MR imaging as a potential diagnostic test for metabolic myopathies: importance of variations in the T2 of muscle with exercise

P Jehenson, A Leroy-Willig, E de Kerviler, D Duboc and A Syrota
Service Hospitalier Frederic Joliot, CEA, Orsay, France.

OBJECTIVE. Most metabolic myopathies (like glycogenoses and mitochondrial myopathies) are related to inborn errors of muscle energy metabolism and often present clinically as exercise intolerance (inability to sustain normal exercise). We investigated whether the previously observed absence of normal exercise-induced variation in the T2 of muscle in McArdle's disease (a metabolic myopathy caused by muscle phosphorylase deficiency) was specific for this disease and whether the variations in T2 could be used for screening patients suspected of having metabolic myopathy. SUBJECTS AND METHODS. Exercise- induced variations in proton MR signal and in intracellular pH were studied in the forearm flexor muscles of nine healthy subjects and 49 patients with exercise intolerance due to muscle pain, suggesting a metabolic myopathy.
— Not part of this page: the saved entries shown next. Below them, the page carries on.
//! Pipeline fragments
//!
//! A fragment is the slice of a pipeline produced by one builder: the
//! resource types, resources and jobs it needs. Fragments written
//! independently are combined into a single document; items that appear in
//! several fragments are deduplicated by name.

use crate::error::{PipelineError, Result};
use crate::model::{Job, Named, Pipeline, Resource, ResourceType};
use serde::{Deserialize, Serialize};
use std::collections::HashMap;
use tracing::{debug, info};

#[derive(Debug, Clone, Default, PartialEq, Serialize, Deserialize)]
pub struct PipelineFragment {
    #[serde(default)]
    pub resource_types: Vec<ResourceType>,

    #[serde(default)]
    pub resources: Vec<Resource>,

    #[serde(default)]
    pub jobs: Vec<Job>,
}

impl PipelineFragment {
    pub fn new(resource_types: Vec<ResourceType>, resources: Vec<Resource>, jobs: Vec<Job>) -> Self {
        Self {
            resource_types,
            resources,
            jobs,
        }
    }

    /// Concatenate fragments in order, dropping repeated definitions
    ///
    /// Fails when two fragments define the same name differently.
    pub fn combine<I>(fragments: I) -> Result<Self>
    where
        I: IntoIterator<Item = PipelineFragment>,
    {
        let mut resource_types = Vec::new();
        let mut resources = Vec::new();
        let mut jobs = Vec::new();
        let mut count = 0;

        for fragment in fragments {
            resource_types.extend(fragment.resource_types);
            resources.extend(fragment.resources);
            jobs.extend(fragment.jobs);
            count += 1;
        }

        let combined = Self {
            resource_types: merge_named(resource_types)?,
            resources: merge_named(resources)?,
            jobs: merge_named(jobs)?,
        };

        info!(
            "Combined {} fragments into {} resource types, {} resources, {} jobs",
            count,
            combined.resource_types.len(),
            combined.resources.len(),
            combined.jobs.len()
        );

        Ok(combined)
    }

    pub fn merge(self, other: PipelineFragment) -> Result<Self> {
        Self::combine([self, other])
    }

    pub fn to_pipeline(self) -> Pipeline {
        Pipeline {
            resource_types: self.resource_types,
            resources: self.resources,
            jobs: self.jobs,
            groups: Vec::new(),
            display: None,
        }
    }
}

impl From<Pipeline> for PipelineFragment {
    fn from(pipeline: Pipeline) -> Self {
        Self {
            resource_types: pipeline.resource_types,
            resources: pipeline.resources,
            jobs: pipeline.jobs,
        }
    }
}

/// Merge a list keyed by name, keeping first occurrences in order
///
/// A later item identical to an earlier one with the same name is dropped.
/// A later item with the same name and a different definition is an error.
pub fn merge_named<T>(items: impl IntoIterator<Item = T>) -> Result<Vec<T>>
where
    T: Named + PartialEq,
{
    let mut merged: Vec<T> = Vec::new();
    let mut positions: HashMap<String, usize> = HashMap::new();

    for item in items {
        let name = item.name().as_str();
        match positions.get(name) {
            Some(&position) if merged[position] == item => {
                debug!("Dropping duplicate {} '{}'", T::KIND, name);
            }
            Some(_) => {
                return Err(PipelineError::ConflictingDefinition {
                    kind: T::KIND,
                    name: name.to_string(),
                });
            }
            None => {
                positions.insert(name.to_string(), merged.len());
                merged.push(item);
            }
        }
    }

    Ok(merged)
}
The relative increase in T2, delta T2/T2, was measured from MR spin-echo images before and after exercise. Phosphocreatine (used as a control of the degree of exercise) and intracellular pH were measured from phosphorus-31 spectra before and during exercise. The progressive 4.5-min handgrip exercise reached maximal exertion capability at the end of exercise and decreased phosphocreatine to less than 50% of its rest value. RESULTS. Variations in T2 and end-exercise pH were correlated. The nine healthy subjects showed a delta T2/T2 ranging from +19% to +44% (but little T1 variation). Ten patients with McArdle's disease showed only slight delta T2/T2 (0-10%). There was no overlap with values for healthy subjects, but there was some with values for other patients. Of the 21 subjects with a delta T2/T2 less than 19%, 19 had a metabolic myopathy. The other two had a congenital neuromuscular disorder (one central core disease, one nemaline myopathy) with type I fiber predominance (type I muscle fibers are characterized by a high oxidative metabolism and a low lactic acid production). CONCLUSION. The altered increase in T2 was sensitive but not specific for McArdle's disease. However, as variations in T2 reflect variations in pH, they seem to be specific for myopathies in which there is little exercise-induced decrease in pH (some metabolic myopathies and congenital neuromuscular disorders with type I fiber predominance) among patients in whom exercise intolerance is the main symptom. Our results suggest that MR imaging might be useful as a screening test for these diseases.